# Goal of the exercise
Through the line that contains "#[derive(Debug, Clone, PartialEq, Eq)]", return the data below exactly, starting at its first line; leave the rest out.

== Segment start ==

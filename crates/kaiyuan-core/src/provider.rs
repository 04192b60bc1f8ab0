use serde_json::{json, Value};

use crate::models::RemoteProfile;

/// The provider wraps every payload as `{ status, message, data }` and reports
/// failures through `status`, often alongside HTTP 200.
pub const PROVIDER_SUCCESS_STATUS: i64 = 200;

#[derive(Debug, Clone, PartialEq, Eq)]
pub enum ProviderParseError {
    /// The payload carried a non-success `status`.
    Rejected { status: i64, message: String },

    /// The payload was JSON but a required field was absent or empty.
    MissingField(&'static str),

    /// The body could not be parsed as a JSON object.
    InvalidFormat,
}

impl std::fmt::Display for ProviderParseError {
    fn fmt(&self, f: &mut std::fmt::Formatter<'_>) -> std::fmt::Result {
        match self {
            ProviderParseError::Rejected { status, message } => {
                write!(f, "identity provider returned status {status}")?;
                if !message.is_empty() {
                    write!(f, ": {message}")?;
                }
                Ok(())
            }
            ProviderParseError::MissingField(field) => {
                write!(f, "identity provider response missing '{field}'")
            }
            ProviderParseError::InvalidFormat => {
                write!(f, "identity provider response was not a JSON object")
            }
        }
    }
}

impl std::error::Error for ProviderParseError {}

/// Parse the token-exchange response body and extract `data.token`.
pub fn parse_token_exchange_body(body: &str) -> Result<String, ProviderParseError> {
    let v = parse_envelope(body)?;

    v.get("data")
        .and_then(|d| d.get("token"))
        .and_then(Value::as_str)
        .filter(|t| !t.is_empty())
        .map(str::to_string)
        .ok_or(ProviderParseError::MissingField("data.token"))
}

/// Parse the profile response body into a [`RemoteProfile`].
///
/// `uid` may arrive as a JSON string or number; it is normalized to a string.
/// The remaining fields are optional and default to empty.
pub fn parse_profile_body(body: &str) -> Result<RemoteProfile, ProviderParseError> {
    let v = parse_envelope(body)?;
    let data = v.get("data").ok_or(ProviderParseError::MissingField("data"))?;

    let uid = match data.get("uid") {
        Some(Value::String(s)) if !s.trim().is_empty() => s.trim().to_string(),
        Some(Value::Number(n)) => n.to_string(),
        _ => return Err(ProviderParseError::MissingField("data.uid")),
    };

    let text = |key: &str| {
        data.get(key)
            .and_then(Value::as_str)
            .map(|s| s.trim().to_string())
            .unwrap_or_default()
    };

    Ok(RemoteProfile {
        uid,
        username: text("username"),
        avatar: text("avatar"),
        email: text("email"),
        github: text("github"),
    })
}

fn parse_envelope(body: &str) -> Result<Value, ProviderParseError> {
    let v: Value = serde_json::from_str(body).map_err(|_| ProviderParseError::InvalidFormat)?;
    if !v.is_object() {
        return Err(ProviderParseError::InvalidFormat);
    }

    let status = v
        .get("status")
        .and_then(Value::as_i64)
        .ok_or(ProviderParseError::MissingField("status"))?;

    if status != PROVIDER_SUCCESS_STATUS {
        let message = v
            .get("message")
            .and_then(Value::as_str)
            .unwrap_or_default()
            .to_string();
        return Err(ProviderParseError::Rejected { status, message });
    }

    Ok(v)
}

pub fn truncate_for_log(s: &str, max_len: usize) -> String {
    if s.len() <= max_len {
        return s.to_string();
    }

    let mut end = max_len;
    while end > 0 && !s.is_char_boundary(end) {
        end -= 1;
    }

    let mut out = s[..end].to_string();
    out.push_str("…(truncated)");
    out
}

/// Render a provider body for the log with any bearer token masked.
pub fn redact_provider_body_for_log(body: &str) -> String {
    if let Ok(mut v) = serde_json::from_str::<Value>(body) {
        if let Some(data) = v.get_mut("data").and_then(Value::as_object_mut) {
            if data.contains_key("token") {
                data.insert("token".to_string(), json!("[REDACTED]"));
            }
        }
        return truncate_for_log(&v.to_string(), 2048);
    }

    if body.contains("token") {
        return "<redacted provider response>".to_string();
    }

    truncate_for_log(body, 2048)
}
pub mod models;
pub mod password;
pub mod provider;
pub mod validate;
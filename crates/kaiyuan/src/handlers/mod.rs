pub mod session;

pub use session::get_session;

use actix_web::{
    error::{InternalError, JsonPayloadError},
    http::StatusCode,
    web, HttpRequest, HttpResponse, Responder,
};
use kaiyuan_core::models::{
    ApiResponse, ConfigResponse, LoginRequest, PasswordLoginRequest, RegisterRequest,
};
use serde::Serialize;

use crate::{
    app_state::AppState,
    error::AuthError,
    login::{OAuthLogin, PasswordLogin, Registration},
};

fn ok<T: Serialize>(message: &str, data: T) -> HttpResponse {
    HttpResponse::Ok().json(ApiResponse::success(message, data))
}

/// Envelope for a failed request. Detail stays in the server log.
pub(crate) fn error_response(err: &AuthError) -> HttpResponse {
    let status = err.status_code();
    if status == StatusCode::INTERNAL_SERVER_ERROR {
        log::error!("[{}] {err}", err.error_code());
    }
    HttpResponse::build(status).json(ApiResponse::error(status.as_u16(), err.public_message()))
}

/// Turns a body the JSON extractor refused (bad syntax, wrong field types,
/// wrong content type) into the standard 400 envelope.
pub fn json_error_handler(err: JsonPayloadError, req: &HttpRequest) -> actix_web::Error {
    log::warn!("Rejected request body for {}: {err}", req.path());
    let response = error_response(&AuthError::InvalidRequest("Invalid request body"));
    InternalError::from_response(err, response).into()
}

/// GET /api/v1/config
/// Returns which login methods are available
pub async fn get_config(app_state: web::Data<AppState>) -> impl Responder {
    ok(
        "ok",
        ConfigResponse {
            password_login: true,
            oauth_login: app_state.oauth_enabled,
        },
    )
}

/// POST /api/v1/login
/// OAuth login: exchanges the authorization code and returns a V1 credential
pub async fn login(
    app_state: web::Data<AppState>,
    payload: web::Json<LoginRequest>,
) -> impl Responder {
    if !app_state.oauth_enabled {
        log::warn!("OAuth login attempted but the provider is not configured");
        return error_response(&AuthError::InvalidRequest("OAuth login is not enabled"));
    }

    match OAuthLogin::new(&app_state).login(&payload).await {
        Ok(response) => ok("Login successful", response),
        Err(e) => error_response(&e),
    }
}

/// POST /api/v1/v2/login
/// Password login, returns a V2 credential
pub async fn login_v2(
    app_state: web::Data<AppState>,
    payload: web::Json<PasswordLoginRequest>,
) -> impl Responder {
    log::info!("Password login attempt for: {}", payload.email.trim());

    match PasswordLogin::new(&app_state).login(&payload).await {
        Ok(response) => ok("Login successful", response),
        Err(e) => error_response(&e),
    }
}

/// POST /api/v1/register
/// Creates a password account. No credential is issued.
pub async fn register(
    app_state: web::Data<AppState>,
    payload: web::Json<RegisterRequest>,
) -> impl Responder {
    log::info!("Registration attempt for: {}", payload.email.trim());

    match Registration::new(&app_state.db).register(&payload).await {
        Ok(account) => ok("Registration successful", account),
        Err(e) => error_response(&e),
    }
}
use migration::MigratorTrait;
use sea_orm::{ConnectOptions, Database, DatabaseConnection};

/// Fresh migrated in-memory SQLite database.
///
/// A single pooled connection keeps every query on the same in-memory file.
pub async fn memory_db() -> DatabaseConnection {
    let mut options = ConnectOptions::new("sqlite::memory:");
    options.max_connections(1).sqlx_logging(false);

    let db = Database::connect(options).await.unwrap();
    migration::Migrator::up(&db, None).await.unwrap();
    db
}
use chrono::Utc;
use jsonwebtoken::{decode, encode, Algorithm, DecodingKey, EncodingKey, Header, Validation};
use kaiyuan_core::models::{CredentialClaimsV1, CredentialClaimsV2, SessionClaims};
use serde::Serialize;

/// Signs session credentials with the process-wide HS256 secret.
///
/// V1 and V2 are separate claim types that share only [`CredentialIssuer::sign`];
/// each payload shape is frozen for the clients that read it.
#[derive(Clone)]
pub struct CredentialIssuer {
    encoding_key: EncodingKey,
    decoding_key: DecodingKey,
    ttl_secs: i64,
}

impl CredentialIssuer {
    pub fn new(secret: &str, ttl_secs: i64) -> Self {
        Self {
            encoding_key: EncodingKey::from_secret(secret.as_bytes()),
            decoding_key: DecodingKey::from_secret(secret.as_bytes()),
            ttl_secs,
        }
    }

    /// Legacy credential for the OAuth login path.
    pub fn issue_v1(
        &self,
        account_id: i64,
        email: &str,
        avatar: &str,
        username: &str,
        github: &str,
        permissions: &[String],
    ) -> Result<String, jsonwebtoken::errors::Error> {
        let (iat, exp) = self.window();
        self.sign(&CredentialClaimsV1 {
            user_id: account_id,
            email: email.to_string(),
            avatar: avatar.to_string(),
            username: username.to_string(),
            github: github.to_string(),
            permissions: permissions.to_vec(),
            iat,
            exp,
        })
    }

    /// Current credential for the password login path.
    pub fn issue_v2(
        &self,
        account_id: i64,
        email: &str,
        username: &str,
        permissions: &[String],
    ) -> Result<String, jsonwebtoken::errors::Error> {
        let (iat, exp) = self.window();
        self.sign(&CredentialClaimsV2 {
            user_id: account_id,
            email: email.to_string(),
            username: username.to_string(),
            permissions: permissions.to_vec(),
            iat,
            exp,
        })
    }

    /// Check signature and expiry, then classify the payload.
    ///
    /// Both claim types reject unknown fields, so a V1 payload never decodes
    /// as V2.
    pub fn verify(&self, token: &str) -> Result<SessionClaims, jsonwebtoken::errors::Error> {
        let mut validation = Validation::new(Algorithm::HS256);
        validation.validate_exp = true;
        validation.set_required_spec_claims(&["exp"]);

        match decode::<CredentialClaimsV2>(token, &self.decoding_key, &validation) {
            Ok(data) => Ok(SessionClaims::V2(data.claims)),
            Err(e) if matches!(e.kind(), jsonwebtoken::errors::ErrorKind::Json(_)) => {
                decode::<CredentialClaimsV1>(token, &self.decoding_key, &validation)
                    .map(|data| SessionClaims::V1(data.claims))
            }
            Err(e) => Err(e),
        }
    }

    fn window(&self) -> (i64, i64) {
        let now = Utc::now().timestamp();
        (now, now + self.ttl_secs)
    }

    fn sign<T: Serialize>(&self, claims: &T) -> Result<String, jsonwebtoken::errors::Error> {
        encode(&Header::new(Algorithm::HS256), claims, &self.encoding_key)
    }
}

== Segment end ==

# Response below
filename crates/kaiyuan-core/src/provider.rs
repository 04192b60bc1f8ab0
use serde_json::{json, Value};

use crate::models::RemoteProfile;

/// The provider wraps every payload as `{ status, message, data }` and reports
/// failures through `status`, often alongside HTTP 200.
pub const PROVIDER_SUCCESS_STATUS: i64 = 200;

#[derive(Debug, Clone, PartialEq, Eq)]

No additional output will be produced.